Generic drugs are cheaper copies of branded medicines
Novartis, which last month forecast record sales for 2005, said it had bought all of Germany's Hexal.
It also acquired 67.7% of Hexal's US affiliate Eon Labs, and offered to buy the remaining shares for $31 each.
Novartis said that it would be able to make cost savings of about $200m a year following the acquisitions.
Novartis' shares closed up nearly 3% at 58.85 Swiss francs.
Top of the tree
The deal will see Novartis' Sandoz business overtake Israel's Teva Pharmaceuticals as the world's biggest maker of generics.
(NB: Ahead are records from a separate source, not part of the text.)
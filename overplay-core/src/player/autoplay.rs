//! Autoplay policy negotiation.
//!
//! Browsers refuse audible playback without a prior user gesture. The
//! negotiator tries unmuted playback exactly once, falls back to muted
//! exactly once, and then waits for a click. Attempt state is scoped to
//! one playback session and reset whenever a new session starts.

use tracing::debug;

use super::engine::MediaSink;

/// Result of an automatic negotiation pass.
#[derive(Debug, Clone, Copy, PartialEq, Eq)]
pub enum NegotiationOutcome {
    /// Audible playback started.
    Playing,
    /// Playback started muted; the user should be prompted to unmute.
    PlayingMuted,
    /// Both automatic attempts were rejected; a manual-start affordance
    /// must be shown.
    AwaitingUserGesture,
    /// Negotiation already ran for this session; nothing was attempted.
    AlreadyNegotiated,
}

/// Result of a user gesture on the playback affordance.
#[derive(Debug, Clone, PartialEq)]
pub enum GestureOutcome {
    /// Playback started (and the sink was restored to audible).
    Started,
    /// Playback was paused.
    Paused,
    /// The gesture-triggered play attempt was rejected. Surfaced as a
    /// message; no further automatic fallback after a human action.
    Rejected(String),
}

/// Negotiates playback against the platform's autoplay policy.
#[derive(Debug)]
pub struct AutoplayNegotiator {
    default_volume: f32,
    tried_unmuted: bool,
    tried_muted: bool,
    awaiting_user_gesture: bool,
}

impl AutoplayNegotiator {
    /// Creates a negotiator that restores the given volume when unmuting.
    pub fn new(default_volume: f32) -> Self {
        Self {
            default_volume,
            tried_unmuted: false,
            tried_muted: false,
            awaiting_user_gesture: false,
        }
    }

    /// Clears attempt state for a new session.
    pub fn reset(&mut self) {
        self.tried_unmuted = false;
        self.tried_muted = false;
        self.awaiting_user_gesture = false;
    }

    /// Runs the automatic fallback sequence: unmuted once, then muted
    /// once. A third automatic attempt never occurs; subsequent calls
    /// within the same session return `AlreadyNegotiated`.
    pub fn negotiate(&mut self, sink: &mut dyn MediaSink) -> NegotiationOutcome {
        if self.tried_unmuted {
            return NegotiationOutcome::AlreadyNegotiated;
        }

        self.tried_unmuted = true;
        sink.set_volume(self.default_volume);
        sink.set_muted(false);
        if sink.play().is_ok() {
            return NegotiationOutcome::Playing;
        }

        debug!("unmuted autoplay rejected, retrying muted");
        self.tried_muted = true;
        sink.set_muted(true);
        if sink.play().is_ok() {
            return NegotiationOutcome::PlayingMuted;
        }

        debug!("muted autoplay rejected, awaiting user gesture");
        self.awaiting_user_gesture = true;
        NegotiationOutcome::AwaitingUserGesture
    }

    /// Handles a click on the playback affordance.
    ///
    /// A paused sink is started, any negotiator-applied mute is cleared,
    /// and the default audible volume is restored. A playing sink is
    /// paused. Idempotent per click and never fails.
    pub fn handle_user_gesture(&mut self, sink: &mut dyn MediaSink) -> GestureOutcome {
        if sink.is_paused() {
            match sink.play() {
                Ok(()) => {
                    if sink.is_muted() {
                        sink.set_muted(false);
                        sink.set_volume(self.default_volume);
                    }
                    self.awaiting_user_gesture = false;
                    GestureOutcome::Started
                }
                Err(e) => GestureOutcome::Rejected(e.to_string()),
            }
        } else {
            sink.pause();
            self.awaiting_user_gesture = false;
            GestureOutcome::Paused
        }
    }

    /// Whether an unmuted automatic attempt was made this session.
    pub fn tried_unmuted(&self) -> bool {
        self.tried_unmuted
    }

    /// Whether a muted automatic attempt was made this session.
    pub fn tried_muted(&self) -> bool {
        self.tried_muted
    }

    /// Whether the manual-start affordance should be shown.
    pub fn awaiting_user_gesture(&self) -> bool {
        self.awaiting_user_gesture
    }
}

#[cfg(test)]
mod tests {
    use super::*;
    use crate::player::test_mocks::MockSink;

    #[test]
    fn test_unmuted_attempt_succeeds() {
        let mut negotiator = AutoplayNegotiator::new(0.5);
        let sink = MockSink::new();
        let outcome = negotiator.negotiate(&mut sink.clone());
        assert_eq!(outcome, NegotiationOutcome::Playing);
        assert!(!sink.is_muted_now());
        assert_eq!(sink.volume(), 0.5);
        assert!(!negotiator.awaiting_user_gesture());
    }

    #[test]
    fn test_falls_back_to_muted() {
        let mut negotiator = AutoplayNegotiator::new(0.5);
        let sink = MockSink::new_rejecting(1);
        let outcome = negotiator.negotiate(&mut sink.clone());
        assert_eq!(outcome, NegotiationOutcome::PlayingMuted);
        assert!(sink.is_muted_now());
        assert_eq!(sink.play_calls(), 2);
    }

    #[test]
    fn test_both_attempts_rejected_awaits_gesture() {
        let mut negotiator = AutoplayNegotiator::new(0.5);
        let sink = MockSink::new_rejecting(2);
        let outcome = negotiator.negotiate(&mut sink.clone());
        assert_eq!(outcome, NegotiationOutcome::AwaitingUserGesture);
        assert!(negotiator.tried_unmuted());
        assert!(negotiator.tried_muted());
        assert!(negotiator.awaiting_user_gesture());
        assert_eq!(sink.play_calls(), 2);
    }

    #[test]
    fn test_never_a_third_automatic_attempt() {
        let mut negotiator = AutoplayNegotiator::new(0.5);
        let sink = MockSink::new_rejecting(2);
        negotiator.negotiate(&mut sink.clone());
        let outcome = negotiator.negotiate(&mut sink.clone());
        assert_eq!(outcome, NegotiationOutcome::AlreadyNegotiated);
        assert_eq!(sink.play_calls(), 2);
    }

    #[test]
    fn test_gesture_starts_paused_sink_and_restores_audio() {
        let mut negotiator = AutoplayNegotiator::new(0.5);
        let sink = MockSink::new_rejecting(2);
        negotiator.negotiate(&mut sink.clone());
        assert!(negotiator.awaiting_user_gesture());

        let outcome = negotiator.handle_user_gesture(&mut sink.clone());
        assert_eq!(outcome, GestureOutcome::Started);
        assert!(!sink.is_paused_now());
        assert!(!sink.is_muted_now());
        assert_eq!(sink.volume(), 0.5);
        assert!(!negotiator.awaiting_user_gesture());
    }

    #[test]
    fn test_gesture_pauses_playing_sink() {
        let mut negotiator = AutoplayNegotiator::new(0.5);
        let sink = MockSink::new();
        negotiator.negotiate(&mut sink.clone());

        let outcome = negotiator.handle_user_gesture(&mut sink.clone());
        assert_eq!(outcome, GestureOutcome::Paused);
        assert!(sink.is_paused_now());
    }

    #[test]
    fn test_rejected_gesture_is_surfaced_not_retried() {
        let mut negotiator = AutoplayNegotiator::new(0.5);
        let sink = MockSink::new_rejecting(3);
        negotiator.negotiate(&mut sink.clone());
        assert_eq!(sink.play_calls(), 2);

        let outcome = negotiator.handle_user_gesture(&mut sink.clone());
        assert!(matches!(outcome, GestureOutcome::Rejected(_)));
        // The affordance stays up for another click.
        assert!(negotiator.awaiting_user_gesture());
        assert_eq!(sink.play_calls(), 3);
    }

    #[test]
    fn test_reset_allows_new_session_attempts() {
        let mut negotiator = AutoplayNegotiator::new(0.5);
        let sink = MockSink::new_rejecting(2);
        negotiator.negotiate(&mut sink.clone());
        negotiator.reset();
        assert!(!negotiator.tried_unmuted());
        assert!(!negotiator.awaiting_user_gesture());

        let outcome = negotiator.negotiate(&mut sink.clone());
        assert_eq!(outcome, NegotiationOutcome::Playing);
    }
}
Based on 2004 figures the newly merged producer would have sales of more than $5bn, the company estimated.
Novartis said that it would merge a number of departments, adding that there may be job cuts.
"The strong growth outlook for Sandoz, which will create jobs, is expected to partially compensate for necessary reductions in the work force," the firm said in a statement.
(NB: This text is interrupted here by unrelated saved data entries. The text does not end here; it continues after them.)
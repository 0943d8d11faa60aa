//! Session shell: composes the viewer core with the remote API clients.
//!
//! Data flows one way into the core (overlay records, streaming flag);
//! overlay mutation flows back out through here to the store. The shell
//! decides what gets persisted; the core never talks to the network.

use std::sync::Arc;

use overplay_client::{ClientError, OverlayStore, StreamLifecycle, StreamStatus};
use overplay_core::config::OverplayConfig;
use overplay_core::overlay::{OverlayCompositor, OverlayDraft, OverlayElement, OverlayRecord};
use overplay_core::player::engine::{EngineEvent, EngineFactory, MediaSink};
use overplay_core::player::{PlayerError, SessionStatus, StreamSessionController};
use overplay_core::OverlayError;
use thiserror::Error;
use tracing::{debug, warn};

/// Errors surfaced by shell operations.
///
/// Store and validation failures are local to the originating form; they
/// never cause a playback-session transition.
#[derive(Debug, Clone, Error, PartialEq)]
pub enum ShellError {
    /// Rejected before any network call.
    #[error("validation failed: {reason}")]
    Validation { reason: String },

    #[error(transparent)]
    Client(#[from] ClientError),

    #[error(transparent)]
    Overlay(#[from] OverlayError),

    #[error(transparent)]
    Player(#[from] PlayerError),
}

/// Composes controller, compositor, and clients for one mounted viewer.
pub struct SessionShell {
    manifest_url: String,
    controller: StreamSessionController,
    compositor: OverlayCompositor,
    store: Arc<dyn OverlayStore>,
    lifecycle: Arc<dyn StreamLifecycle>,
    streaming: bool,
}

impl SessionShell {
    /// Creates a shell for a newly mounted viewer. No playback session is
    /// started until streaming is confirmed active.
    pub fn new(
        config: &OverplayConfig,
        factory: Box<dyn EngineFactory>,
        sink: Box<dyn MediaSink>,
        store: Arc<dyn OverlayStore>,
        lifecycle: Arc<dyn StreamLifecycle>,
    ) -> Self {
        let manifest_url = format!(
            "{}{}",
            config.api.base_url.trim_end_matches('/'),
            config.player.manifest_path
        );
        Self {
            manifest_url,
            controller: StreamSessionController::new(config.player.clone(), factory, sink),
            compositor: OverlayCompositor::new(),
            store,
            lifecycle,
            streaming: false,
        }
    }

    /// Starts the upstream capture, then the playback session.
    ///
    /// # Errors
    ///
    /// - `ClientError::InvalidRtspUrl` - Bad URL, rejected before any call
    /// - `ClientError` - The lifecycle API refused the start
    /// - `PlayerError` - The playback session could not attach
    pub async fn start_streaming(&mut self, rtsp_url: &str) -> Result<(), ShellError> {
        self.lifecycle.start(rtsp_url).await?;
        self.streaming = true;
        self.controller.start(&self.manifest_url, true)?;
        Ok(())
    }

    /// Stops the upstream capture and tears the playback session down.
    ///
    /// # Errors
    ///
    /// - `ClientError` - The lifecycle API refused the stop; the local
    ///   session is torn down regardless
    pub async fn stop_streaming(&mut self) -> Result<(), ShellError> {
        self.streaming = false;
        self.controller.stop();
        self.lifecycle.stop().await?;
        Ok(())
    }

    /// Probes an RTSP source without starting a capture.
    ///
    /// # Errors
    ///
    /// - `ClientError` - Validation or probe failure
    pub async fn test_connection(&self, rtsp_url: &str) -> Result<(), ShellError> {
        self.lifecycle.test_connection(rtsp_url).await?;
        Ok(())
    }

    /// Reconciles the shell against a polled upstream status.
    ///
    /// Starts the playback session when the upstream came up and tears it
    /// down when the upstream went away.
    ///
    /// # Errors
    ///
    /// - `PlayerError` - The playback session could not attach
    pub fn apply_status(&mut self, status: &StreamStatus) -> Result<(), ShellError> {
        if status.is_streaming && !self.streaming {
            debug!("upstream came up, starting playback session");
            self.streaming = true;
            self.controller.start(&self.manifest_url, true)?;
        } else if !status.is_streaming && self.streaming {
            debug!("upstream went away, stopping playback session");
            self.streaming = false;
            self.controller.stop();
        }
        Ok(())
    }

    /// Mirrors the store's overlay set into the compositor.
    ///
    /// # Errors
    ///
    /// - `ClientError` - The list call failed; the mirrored set is kept
    pub async fn refresh_overlays(&mut self) -> Result<(), ShellError> {
        let records = self.store.list().await?;
        self.compositor.set_overlays(records);
        Ok(())
    }

    /// Creates an overlay.
    ///
    /// Rejected before any store call when the upstream is not streaming
    /// or the draft fails validation.
    ///
    /// # Errors
    ///
    /// - `ShellError::Validation` - Upstream is not streaming
    /// - `OverlayError::InvalidText` - Draft text out of bounds
    /// - `ClientError` - The store refused the create
    pub async fn create_overlay(&mut self, draft: &OverlayDraft) -> Result<OverlayRecord, ShellError> {
        if !self.streaming {
            return Err(ShellError::Validation {
                reason: "start the RTSP stream first".to_string(),
            });
        }
        draft.validate()?;
        let record = self.store.create(draft).await?;
        self.refresh_overlays().await?;
        Ok(record)
    }

    /// Updates an overlay and re-mirrors the set.
    ///
    /// # Errors
    ///
    /// - `OverlayError::InvalidText` - Draft text out of bounds
    /// - `ClientError` - The store refused the update
    pub async fn update_overlay(
        &mut self,
        overlay_id: &str,
        draft: &OverlayDraft,
    ) -> Result<(), ShellError> {
        draft.validate()?;
        self.store.update(overlay_id, draft).await?;
        self.refresh_overlays().await?;
        Ok(())
    }

    /// Deletes an overlay and re-mirrors the set.
    ///
    /// # Errors
    ///
    /// - `ClientError` - The store refused the delete
    pub async fn delete_overlay(&mut self, overlay_id: &str) -> Result<(), ShellError> {
        self.store.delete(overlay_id).await?;
        self.refresh_overlays().await?;
        Ok(())
    }

    /// Begins dragging an overlay. Exclusive; see the compositor contract.
    pub fn drag_start(&mut self, overlay_id: &str) -> bool {
        self.compositor.drag_start(overlay_id)
    }

    /// Ends a drag and persists the moved position.
    ///
    /// The compositor only emits an intent for the overlay actually being
    /// dragged; anything else is a no-op returning `Ok(false)`.
    ///
    /// # Errors
    ///
    /// - `ClientError` - The store refused the position update
    pub async fn drag_end(
        &mut self,
        overlay_id: &str,
        top: &str,
        left: &str,
    ) -> Result<bool, ShellError> {
        let Some(intent) = self.compositor.drag_end(overlay_id) else {
            return Ok(false);
        };
        let Some(record) = self.compositor.get(&intent.overlay_id) else {
            warn!(overlay_id, "dragged overlay vanished before persisting");
            return Ok(false);
        };
        let draft = OverlayDraft {
            text: record.text.clone(),
            top: top.to_string(),
            left: left.to_string(),
            color: record.color.clone(),
            font_size: record.font_size.clone(),
            background_color: record.background_color.clone(),
        };
        self.store.update(&intent.overlay_id, &draft).await?;
        self.refresh_overlays().await?;
        Ok(true)
    }

    /// Forwards an engine event to the session controller.
    pub fn handle_engine_event(&mut self, epoch: u64, event: EngineEvent) {
        self.controller.handle_engine_event(epoch, event);
    }

    /// Forwards a click on the video surface to the controller.
    pub fn handle_video_click(&mut self) {
        self.controller.handle_user_gesture();
    }

    /// Tears the viewer down (unmount). Idempotent.
    pub fn shutdown(&mut self) {
        self.controller.stop();
    }

    /// Current playback-session status.
    pub fn session_status(&self) -> SessionStatus {
        self.controller.status()
    }

    /// Epoch of the live playback session, for engine event wiring.
    pub fn session_epoch(&self) -> u64 {
        self.controller.current_epoch()
    }

    /// Message to show near the video surface, if any.
    pub fn user_message(&self) -> Option<&str> {
        self.controller.user_message()
    }

    /// Whether the upstream capture is believed to be live.
    pub fn is_streaming(&self) -> bool {
        self.streaming
    }

    /// Positioned overlay descriptors for the current frame.
    pub fn render_overlays(&self) -> Vec<OverlayElement> {
        self.compositor.render()
    }
}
Generic drugs are chemically identical to their more expensive branded rivals.
Producers such as Sandoz can copy the branded products usually after their patent protection expires and can sell them more cheaply as they do not have to pay research and development cost.
Ripe for consolidation
There are more than 150 generic drugmakers worldwide and analysts have predicted consolidation in a market that they call fragmented.
However, not all analysts were initially convinced about the deal.
"This is a very expensive acquisition," Birgit Kuhlhoff, from Sal Oppenheim investment bank, told Reuters.
"I find it strange that they are making acquisitions in exactly those markets where they suffered price pressure."